Es ist an der Zeit, sich zu überlegen, wie ein modernes Familienrecht aussehen könnte, das den gesellschaftlichen Veränderungen Rechnung trägt. Man soll sich dabei fragen, wie die Menschen tatsächlich leben. Dazu habe ich ein Gutachten verfasst, das von drei Grundsätzen geprägt ist: Der Staat soll sich erstens nicht in die Beziehungen von Erwachsenen einmischen, wenn sie fähig sind, sie selber zu regeln; weiter wichtig sind mir zweitens die Verantwortung gegenüber Partner und Kindern sowie drittens der Schutz des Kindeswohls – dieses steht eigentlich über dem Ganzen.
«Vom Status zur Realbeziehung» lautete bereits der Titel Ihrer Habilitationsschrift von 1987 zum Familienrecht …

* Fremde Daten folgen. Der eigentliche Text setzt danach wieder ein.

// view.rs — the panorama widget: image, scene, camera, input and observers

use crate::camera::{fov_height, Camera, Viewport, INITIAL_VERTICAL_FOV};
use crate::compass::{Compass, MovementHandler, Notifier};
use crate::controller::InteractionController;
use crate::image_source::PanoramaImage;
use crate::panorama::ProjectionType;
use crate::scene::{Scene, RADIUS};
use glam::Vec2;
use std::cell::RefCell;
use std::rc::Rc;

pub const DEFAULT_PAN_SPEED: Vec2 = Vec2::new(0.005, 0.005);

/// Anything drawn on top of the scene.
pub trait Overlay {
    fn show(&mut self, ctx: &egui::Context);
}

pub struct PanoramaView {
    /// Radians of rotation per pixel of drag.
    pub pan_speed: Vec2,
    /// Yaw restored whenever the projection type is (re)applied.
    pub start_angle: f32,

    image: Option<PanoramaImage>,
    projection: ProjectionType,
    scene: Scene,
    camera: Camera,
    viewport: Viewport,
    /// Tube height for the initial FOV. Not refreshed on zoom or resize.
    fov_height: f32,
    controller: InteractionController,
    notifier: Notifier,
    overlay: Option<Box<dyn Overlay>>,
}

impl PanoramaView {
    pub fn new(viewport: Viewport) -> Self {
        Self {
            pan_speed: DEFAULT_PAN_SPEED,
            start_angle: 0.0,
            image: None,
            projection: ProjectionType::default(),
            scene: Scene::default(),
            fov_height: fov_height(RADIUS, INITIAL_VERTICAL_FOV),
            camera: Camera::default(),
            viewport,
            controller: InteractionController::default(),
            notifier: Notifier::default(),
            overlay: None,
        }
    }

    pub fn image(&self) -> Option<&PanoramaImage> {
        self.image.as_ref()
    }

    pub fn projection(&self) -> ProjectionType {
        self.projection
    }

    pub fn scene(&self) -> &Scene {
        &self.scene
    }

    pub fn camera(&self) -> &Camera {
        &self.camera
    }

    pub fn viewport(&self) -> Viewport {
        self.viewport
    }

    pub fn zoom_level(&self) -> f64 {
        self.controller.zoom_state().level()
    }

    /// Horizontal field of view in degrees.
    pub fn horizontal_fov(&self) -> f32 {
        self.camera.horizontal_fov(self.viewport)
    }

    pub fn set_viewport(&mut self, viewport: Viewport) {
        self.viewport = viewport;
    }

    pub fn set_compass(&mut self, compass: Option<&Rc<RefCell<dyn Compass>>>) {
        self.notifier.set_compass(compass);
    }

    pub fn set_movement_handler(&mut self, handler: Option<MovementHandler>) {
        self.notifier.set_movement_handler(handler);
    }

    /// Replaces the current overlay; the previous one is dropped.
    pub fn set_overlay(&mut self, overlay: Option<Box<dyn Overlay>>) {
        self.overlay = overlay;
    }

    pub fn overlay_mut(&mut self) -> Option<&mut (dyn Overlay + 'static)> {
        self.overlay.as_deref_mut()
    }

    /// Setting an image always re-applies the projection type, even when it does not change.
    pub fn set_image(&mut self, image: Option<PanoramaImage>) {
        self.image = image;
        let projection = ProjectionType::for_image(self.image.as_ref());
        if let Some(img) = &self.image {
            log::info!(
                "panorama {}x{} shown as {:?}",
                img.width(),
                img.height(),
                projection
            );
        }
        self.set_projection_type(projection);
    }

    pub fn set_projection_type(&mut self, projection: ProjectionType) {
        self.projection = projection;
        self.scene.rebuild_geometry(
            self.projection,
            self.image.as_ref(),
            self.fov_height,
            RADIUS,
        );
        self.reset_angles();
    }

    /// Back to `start_angle`, level horizon. Only the compass hears about it.
    pub fn reset_angles(&mut self) {
        self.camera.yaw = self.start_angle;
        self.camera.pitch = 0.0;
        let fov = self.horizontal_fov().to_radians();
        self.notifier.notify(self.start_angle, fov, false);
    }

    pub fn begin_drag(&mut self) {
        self.controller.begin_drag();
    }

    /// `translation` is cumulative since `begin_drag`, y pointing up.
    pub fn drag_changed(&mut self, translation: Vec2) {
        let applied = self.controller.drag_changed(
            translation,
            &mut self.camera,
            self.projection,
            self.pan_speed,
        );
        if applied {
            let fov = self.horizontal_fov().to_radians();
            self.notifier.notify(-self.camera.yaw, fov, true);
        }
    }

    pub fn end_drag(&mut self) {
        self.controller.end_drag();
    }

    pub fn is_dragging(&self) -> bool {
        !matches!(
            self.controller.drag_state(),
            crate::controller::DragState::Idle
        )
    }

    pub fn scroll(&mut self, delta_y: f64) {
        self.controller.scroll(delta_y, &mut self.camera);
    }

    pub fn zoom(&mut self, scale: f64) {
        self.controller.zoom(scale, &mut self.camera);
    }
}

#[cfg(test)]
mod tests {
    use super::*;
    use crate::camera::PITCH_LIMIT;
    use image::RgbaImage;

    #[derive(Default)]
    struct Recorder {
        calls: Vec<(f32, f32)>,
    }

    impl Compass for Recorder {
        fn update_ui(&mut self, rotation_angle: f32, field_of_view_angle: f32) {
            self.calls.push((rotation_angle, field_of_view_angle));
        }
    }

    fn view() -> PanoramaView {
        PanoramaView::new(Viewport::new(1600.0, 800.0))
    }

    fn image(w: u32, h: u32) -> Option<PanoramaImage> {
        Some(PanoramaImage::from_rgba(RgbaImage::new(w, h)))
    }

    struct Observed {
        compass: Rc<RefCell<Recorder>>,
        handled: Rc<RefCell<Vec<(f32, f32)>>>,
    }

    fn observe(view: &mut PanoramaView) -> Observed {
        let compass = Rc::new(RefCell::new(Recorder::default()));
        let dyn_compass: Rc<RefCell<dyn Compass>> = compass.clone();
        view.set_compass(Some(&dyn_compass));
        // the view only keeps a weak reference; keep the strong one alive via `compass`
        drop(dyn_compass);

        let handled = Rc::new(RefCell::new(Vec::new()));
        let sink = handled.clone();
        view.set_movement_handler(Some(Box::new(move |r: f32, f: f32| {
            sink.borrow_mut().push((r, f))
        })));
        Observed { compass, handled }
    }

    #[test]
    fn test_initial_state() {
        let v = view();
        assert_eq!(v.projection(), ProjectionType::Cylindrical);
        assert!(v.scene().geometry().is_none());
        assert_eq!(v.camera().vertical_fov(), INITIAL_VERTICAL_FOV);
        assert_eq!(v.fov_height, fov_height(10.0, 80.0));
    }

    #[test]
    fn test_image_drives_projection_and_geometry() {
        let mut v = view();
        v.set_image(image(200, 100));
        assert_eq!(v.projection(), ProjectionType::Spherical);
        assert_eq!(
            v.scene().geometry().map(|g| g.projection),
            Some(ProjectionType::Spherical)
        );

        v.set_image(image(300, 100));
        assert_eq!(v.projection(), ProjectionType::Cylindrical);
        assert_eq!(
            v.scene().geometry().map(|g| g.projection),
            Some(ProjectionType::Cylindrical)
        );
        assert_eq!(v.scene().revision(), 2);
    }

    #[test]
    fn test_clearing_image_keeps_old_geometry() {
        let mut v = view();
        v.set_image(image(200, 100));
        v.set_image(None);
        assert_eq!(v.projection(), ProjectionType::Cylindrical);
        // no image: rebuild is a no-op
        assert_eq!(v.scene().revision(), 1);
    }

    #[test]
    fn test_reset_notifies_compass_only() {
        let mut v = view();
        v.start_angle = 0.75;
        let seen = observe(&mut v);

        v.set_image(image(200, 100));

        assert_eq!(v.camera().yaw, 0.75);
        assert_eq!(v.camera().pitch, 0.0);
        let compass = seen.compass.borrow();
        let calls = &compass.calls;
        assert_eq!(calls.len(), 1);
        assert_eq!(calls[0].0, 0.75);
        assert!((calls[0].1 - 160.0f32.to_radians()).abs() < 1e-5);
        assert!(seen.handled.borrow().is_empty());
    }

    #[test]
    fn test_drag_notifies_both() {
        let mut v = view();
        v.set_image(image(200, 100));
        let seen = observe(&mut v);

        v.begin_drag();
        assert!(v.is_dragging());
        v.drag_changed(Vec2::new(100.0, 0.0));
        v.end_drag();
        assert!(!v.is_dragging());

        let yaw = 100.0 * 0.005;
        let compass = seen.compass.borrow();
        let compass_calls = &compass.calls;
        assert_eq!(compass_calls.len(), 1);
        assert!((compass_calls[0].0 + yaw).abs() < 1e-6);
        assert_eq!(*seen.handled.borrow(), *compass_calls);
    }

    #[test]
    fn test_drag_pitch_by_projection() {
        let mut v = view();
        v.set_image(image(300, 100));
        v.begin_drag();
        v.drag_changed(Vec2::new(0.0, 500.0));
        assert_eq!(v.camera().pitch, 0.0);
        v.end_drag();

        v.set_image(image(200, 100));
        v.begin_drag();
        v.drag_changed(Vec2::new(0.0, 500.0));
        assert_eq!(v.camera().pitch, PITCH_LIMIT);
        v.end_drag();
    }

    #[test]
    fn test_scroll_and_slider_zoom() {
        let mut v = view();
        v.scroll(1.0);
        assert!((v.zoom_level() - 1.1).abs() < 1e-12);
        assert!((v.camera().vertical_fov() - 80.0 / 1.1).abs() < 1e-3);

        v.zoom(2.5);
        assert!((v.camera().vertical_fov() - 32.0).abs() < 1e-4);
        // slider zoom does not move the wheel accumulator
        assert!((v.zoom_level() - 1.1).abs() < 1e-12);
    }

    #[test]
    fn test_fov_height_is_not_refreshed() {
        let mut v = view();
        let before = v.fov_height;
        v.zoom(2.0);
        v.set_viewport(Viewport::new(400.0, 900.0));
        v.set_image(image(300, 100));
        assert_eq!(v.fov_height, before);
    }

    #[test]
    fn test_overlay_replaced() {
        struct Counting(Rc<RefCell<u32>>);
        impl Overlay for Counting {
            fn show(&mut self, _ctx: &egui::Context) {
                *self.0.borrow_mut() += 1;
            }
        }
        impl Drop for Counting {
            fn drop(&mut self) {
                *self.0.borrow_mut() += 100;
            }
        }

        let first = Rc::new(RefCell::new(0));
        let mut v = view();
        v.set_overlay(Some(Box::new(Counting(first.clone()))));
        v.set_overlay(None);
        assert_eq!(*first.borrow(), 100);
        assert!(v.overlay_mut().is_none());
    }
}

Aufgrund der historischen Entwicklung und aus eigener Überzeugung kam ich damals zum Schluss, dass die Ehe nicht mehr als einziger Ausgangspunkt für das Familienrecht gelten sollte. Nichteheliche Lebensgemeinschaften, wie sie in einzelnen Kantonen noch bis in die 1990er-Jahre verboten waren, haben stark zugenommen. Dasselbe gilt für Kinder von Nichtverheirateten, deren Zahl mit dem neuen Sorgerecht ebenfalls noch weiter steigen wird.
Die Ehe soll nur noch eine von mehreren möglichen Lebensgemeinschaften bilden. Warum?
Früher war die Ehe ein Versorgungsinstitut für die Frau: Wenn sie gegen ihren Willen und schuldlos geschieden wurde, konnte sie den ehelichen Unterhalt bis ans Lebensende beanspruchen. Heute ist die Mehrheit der Paare in der Schweiz nicht verheiratet. Eine Re Regelung der vielfältigen Formen des Zusammenlebens dient auch dazu, das Kindeswohl zu sichern. Wie die Statistik zeigt, sind Patchwork-Familien anfälliger für Trennungen als traditionelle. Da ist auch die Frage, ab wann eine Lebensgemeinschaft rechtlich relevant ist und welche Leistungen bei einer Auflösung vergütet werden. Störend ist, dass bei einem nichtverheirateten Paar, das sich nach 20 Jahren trennt und von dem einer ein Haus besetzt, dieser den andern kurzerhand aussperren kann.
Dass die traditionelle Ehe auf dem Prüfstand steht, ist für viele mit Emotionen verbunden, auch dass Sie in Ihrem Gutachten Themen wie Inzestverbot und Mehrehe ansprechen.
Die Ehe soll beibehalten werden, weil sie eine wichtige Institution darstellt und weil Paare damit der Gesellschaft gegenüber kundtun wollen, dass sie zusammengehören. Die Unkenrufe, dass die Familie mit dem neuen Recht kaputtgehen würde, treffen nicht zu. Das Inzestverbot soll in gewissen Fällen genauer betrachtet werden, etwa zwischen Geschwistern, die aufgrund einer Adoption nicht miteinander blutsverwandt sind. Verhandelbar könnte auch das Verbot polygamer Ehen werden.
Wo stehen Ihre Vorschläge im Vergleich zum Ausland?
Viele Einzelpunkte sind in ausländischen Rechtsordnungen bereits verwirklicht, unter anderem etwa, dass die finanzielle Verantwortung zwischen Nichtverheirateten geregelt wird oder dass nicht nur die rechtlichen Eltern die elterliche Sorge für Kinder haben können. Ich habe daraus ein neues Ganzes zusammengesetzt, das in meinen Augen stimmig ist.
Ingeborg Schwenzer (*1951) ist seit 1989 Professorin für Privatrecht an der Universität Basel. Nach dem Studium der Rechtswissenschaften in Freiburg/Br., Genf und an der University of California, Berkeley, promovierte sie 1978 und habilitierte sich 1987 im Familienrecht, worauf sie zur Rechtsprofessorin an der Universität Mainz ernannt wurde. Sie forscht vor allem auf dem Gebiet des Obligationen-, des Handels- und des Familienrechts. Seit einigen Jahren ist sie auch Adjunct Professor in Brisbane (Australien) und Hongkong (VR China).